* **MATERIAL SHOWN**:
Segment Open

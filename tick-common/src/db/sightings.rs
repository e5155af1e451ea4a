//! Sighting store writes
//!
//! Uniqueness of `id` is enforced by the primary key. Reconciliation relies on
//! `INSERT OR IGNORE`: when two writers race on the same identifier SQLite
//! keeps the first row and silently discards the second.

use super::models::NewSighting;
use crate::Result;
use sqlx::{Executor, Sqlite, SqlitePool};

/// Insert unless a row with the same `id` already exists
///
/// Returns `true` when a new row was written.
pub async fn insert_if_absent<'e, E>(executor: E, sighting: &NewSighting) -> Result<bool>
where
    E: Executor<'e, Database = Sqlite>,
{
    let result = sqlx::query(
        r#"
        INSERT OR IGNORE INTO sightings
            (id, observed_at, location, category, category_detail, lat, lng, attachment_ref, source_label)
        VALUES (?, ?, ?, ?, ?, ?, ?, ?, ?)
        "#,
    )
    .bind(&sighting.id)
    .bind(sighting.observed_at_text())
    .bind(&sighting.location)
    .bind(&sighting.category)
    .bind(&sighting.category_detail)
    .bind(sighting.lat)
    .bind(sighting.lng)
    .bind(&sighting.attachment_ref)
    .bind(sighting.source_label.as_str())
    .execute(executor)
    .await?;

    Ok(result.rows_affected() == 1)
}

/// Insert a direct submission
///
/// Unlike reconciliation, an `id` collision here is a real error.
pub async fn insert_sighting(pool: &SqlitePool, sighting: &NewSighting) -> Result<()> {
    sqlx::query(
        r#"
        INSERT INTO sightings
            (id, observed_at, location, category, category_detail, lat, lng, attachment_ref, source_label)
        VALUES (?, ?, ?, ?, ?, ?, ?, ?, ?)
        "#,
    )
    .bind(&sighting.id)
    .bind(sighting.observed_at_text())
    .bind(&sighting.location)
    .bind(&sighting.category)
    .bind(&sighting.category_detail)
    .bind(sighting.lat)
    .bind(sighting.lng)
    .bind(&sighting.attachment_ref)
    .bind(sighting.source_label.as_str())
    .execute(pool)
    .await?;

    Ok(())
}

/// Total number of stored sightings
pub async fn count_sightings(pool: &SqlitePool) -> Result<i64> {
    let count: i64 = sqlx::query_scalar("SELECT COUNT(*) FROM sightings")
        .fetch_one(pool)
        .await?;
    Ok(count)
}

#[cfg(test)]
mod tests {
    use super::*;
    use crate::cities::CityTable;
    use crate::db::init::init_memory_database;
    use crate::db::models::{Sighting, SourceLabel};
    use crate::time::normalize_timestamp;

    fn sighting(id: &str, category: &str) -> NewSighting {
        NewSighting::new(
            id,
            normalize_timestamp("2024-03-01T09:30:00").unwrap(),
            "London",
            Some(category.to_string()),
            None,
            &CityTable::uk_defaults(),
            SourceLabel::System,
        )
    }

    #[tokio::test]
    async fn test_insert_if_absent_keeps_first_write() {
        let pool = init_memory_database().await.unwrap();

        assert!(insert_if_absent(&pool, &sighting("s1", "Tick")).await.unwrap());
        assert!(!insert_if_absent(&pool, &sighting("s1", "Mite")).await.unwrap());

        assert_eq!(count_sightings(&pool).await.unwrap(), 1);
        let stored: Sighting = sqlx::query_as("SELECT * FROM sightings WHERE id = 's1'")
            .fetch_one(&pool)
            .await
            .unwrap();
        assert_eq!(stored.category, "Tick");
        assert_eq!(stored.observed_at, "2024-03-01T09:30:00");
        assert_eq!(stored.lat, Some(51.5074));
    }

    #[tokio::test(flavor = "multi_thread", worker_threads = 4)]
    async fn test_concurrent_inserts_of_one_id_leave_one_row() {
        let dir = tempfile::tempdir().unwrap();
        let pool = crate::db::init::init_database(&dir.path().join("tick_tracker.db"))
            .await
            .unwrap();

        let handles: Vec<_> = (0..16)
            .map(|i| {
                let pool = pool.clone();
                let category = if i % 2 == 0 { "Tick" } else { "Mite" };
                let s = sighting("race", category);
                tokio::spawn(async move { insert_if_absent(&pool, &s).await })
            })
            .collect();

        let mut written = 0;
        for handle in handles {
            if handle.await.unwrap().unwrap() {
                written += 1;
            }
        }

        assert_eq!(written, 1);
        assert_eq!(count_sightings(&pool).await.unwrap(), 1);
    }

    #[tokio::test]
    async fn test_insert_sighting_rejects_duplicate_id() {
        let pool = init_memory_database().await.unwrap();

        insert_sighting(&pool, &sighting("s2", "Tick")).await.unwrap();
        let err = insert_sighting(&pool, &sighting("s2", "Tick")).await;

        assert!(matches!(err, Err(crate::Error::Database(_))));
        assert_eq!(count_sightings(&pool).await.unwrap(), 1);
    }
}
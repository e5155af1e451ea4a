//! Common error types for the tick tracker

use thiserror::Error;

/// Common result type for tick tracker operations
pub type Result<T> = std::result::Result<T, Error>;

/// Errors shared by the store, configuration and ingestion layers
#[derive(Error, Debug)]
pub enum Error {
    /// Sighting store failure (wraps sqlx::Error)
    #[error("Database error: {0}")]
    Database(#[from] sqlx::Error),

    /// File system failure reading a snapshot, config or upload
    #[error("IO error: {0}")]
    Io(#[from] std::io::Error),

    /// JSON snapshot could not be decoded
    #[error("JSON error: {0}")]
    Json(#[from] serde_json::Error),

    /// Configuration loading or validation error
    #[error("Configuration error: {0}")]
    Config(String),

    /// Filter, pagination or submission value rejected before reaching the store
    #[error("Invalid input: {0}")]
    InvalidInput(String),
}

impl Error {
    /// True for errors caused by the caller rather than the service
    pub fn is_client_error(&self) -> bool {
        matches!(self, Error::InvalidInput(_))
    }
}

Segment Closed

* **EXERCISE BRIEF**: All the material above is to be returned exactly as it stands.

* **OUTPUT FOR THIS TASK**:
filename tick-common/src/db/sightings.rs
repository e5155af1e451ea4a
//! Sighting store writes
//!
//! Uniqueness of `id` is enforced by the primary key. Reconciliation relies on
//! `INSERT OR IGNORE`: when two writers race on the same identifier SQLite
//! keeps the first row and silently discards the second.

use super::models::NewSighting;
use crate::Result;
use sqlx::{Executor, Sqlite, SqlitePool};

/// Insert unless a row with the same `id` already exists
///
/// Returns `true` when a new row was written.
pub async fn insert_if_absent<'e, E>(executor: E, sighting: &NewSighting) -> Result<bool>
where
    E: Executor<'e, Database = Sqlite>,
{
    let result = sqlx::query(
        r#"
        INSERT OR IGNORE INTO sightings
            (id, observed_at, location, category, category_detail, lat, lng, attachment_ref, source_label)
        VALUES (?, ?, ?, ?, ?, ?, ?, ?, ?)
        "#,
    )
    .bind(&sighting.id)
    .bind(sighting.observed_at_text())
    .bind(&sighting.location)
    .bind(&sighting.category)
    .bind(&sighting.category_detail)
    .bind(sighting.lat)
    .bind(sighting.lng)
    .bind(&sighting.attachment_ref)
    .bind(sighting.source_label.as_str())
    .execute(executor)
    .await?;

    Ok(result.rows_affected() == 1)
}

/// Insert a direct submission
///
/// Unlike reconciliation, an `id` collision here is a real error.
pub async fn insert_sighting(pool: &SqlitePool, sighting: &NewSighting) -> Result<()> {
    sqlx::query(
        r#"
        INSERT INTO sightings
            (id, observed_at, location, category, category_detail, lat, lng, attachment_ref, source_label)
        VALUES (?, ?, ?, ?, ?, ?, ?, ?, ?)
        "#,
    )
    .bind(&sighting.id)
    .bind(sighting.observed_at_text())
    .bind(&sighting.location)
    .bind(&sighting.category)
    .bind(&sighting.category_detail)
    .bind(sighting.lat)
    .bind(sighting.lng)
    .bind(&sighting.attachment_ref)
    .bind(sighting.source_label.as_str())
    .execute(pool)
    .await?;

    Ok(())
}

/// Total number of stored sightings
pub async fn count_sightings(pool: &SqlitePool) -> Result<i64> {
    let count: i64 = sqlx::query_scalar("SELECT COUNT(*) FROM sightings")
        .fetch_one(pool)
        .await?;
    Ok(count)
}

#[cfg(test)]
mod tests {
    use super::*;
    use crate::cities::CityTable;
    use crate::db::init::init_memory_database;
    use crate::db::models::{Sighting, SourceLabel};
    use crate::time::normalize_timestamp;

    fn sighting(id: &str, category: &str) -> NewSighting {
        NewSighting::new(
            id,
            normalize_timestamp("2024-03-01T09:30:00").unwrap(),
            "London",
            Some(category.to_string()),
            None,
            &CityTable::uk_defaults(),
            SourceLabel::System,
        )
    }

    #[tokio::test]
    async fn test_insert_if_absent_keeps_first_write() {
        let pool = init_memory_database().await.unwrap();

        assert!(insert_if_absent(&pool, &sighting("s1", "Tick")).await.unwrap());
        assert!(!insert_if_absent(&pool, &sighting("s1", "Mite")).await.unwrap());

        assert_eq!(count_sightings(&pool).await.unwrap(), 1);
        let stored: Sighting = sqlx::query_as("SELECT * FROM sightings WHERE id = 's1'")
            .fetch_one(&pool)
            .await
            .unwrap();
        assert_eq!(stored.category, "Tick");
        assert_eq!(stored.observed_at, "2024-03-01T09:30:00");
        assert_eq!(stored.lat, Some(51.5074));
    }

    #[tokio::test(flavor = "multi_thread", worker_threads = 4)]
    async fn test_concurrent_inserts_of_one_id_leave_one_row() {
        let dir = tempfile::tempdir().unwrap();
        let pool = crate::db::init::init_database(&dir.path().join("tick_tracker.db"))
            .await
            .unwrap();

        let handles: Vec<_> = (0..16)
            .map(|i| {
                let pool = pool.clone();
                let category = if i % 2 == 0 { "Tick" } else { "Mite" };
                let s = sighting("race", category);
                tokio::spawn(async move { insert_if_absent(&pool, &s).await })
            })
            .collect();

        let mut written = 0;
        for handle in handles {
            if handle.await.unwrap().unwrap() {
                written += 1;
            }
        }

        assert_eq!(written, 1);
        assert_eq!(count_sightings(&pool).await.unwrap(), 1);
    }

    #[tokio::test]
    async fn test_insert_sighting_rejects_duplicate_id() {
        let pool = init_memory_database().await.unwrap();

        insert_sighting(&pool, &sighting("s2", "Tick")).await.unwrap();
        let err = insert_sighting(&pool, &sighting("s2", "Tick")).await;

        assert!(matches!(err, Err(crate::Error::Database(_))));
        assert_eq!(count_sightings(&pool).await.unwrap(), 1);
    }
}
repository e5155af1e451ea4a
//! Common error types for the tick tracker

use thiserror::Error;

/// Common result type for tick tracker operations
pub type Result<T> = std::result::Result<T, Error>;

/// Errors shared by the store, configuration and ingestion layers
#[derive(Error, Debug)]
pub enum Error {
    /// Sighting store failure (wraps sqlx::Error)
    #[error("Database error: {0}")]
    Database(#[from] sqlx::Error),

    /// File system failure reading a snapshot, config or upload
    #[error("IO error: {0}")]
    Io(#[from] std::io::Error),

    /// JSON snapshot could not be decoded
    #[error("JSON error: {0}")]
    Json(#[from] serde_json::Error),

    /// Configuration loading or validation error
    #[error("Configuration error: {0}")]
    Config(String),

    /// Filter, pagination or submission value rejected before reaching the store
    #[error("Invalid input: {0}")]
    InvalidInput(String),
}

impl Error {
    /// True for errors caused by the caller rather than the service
    pub fn is_client_error(&self) -> bool {
        matches!(self, Error::InvalidInput(_))
    }
}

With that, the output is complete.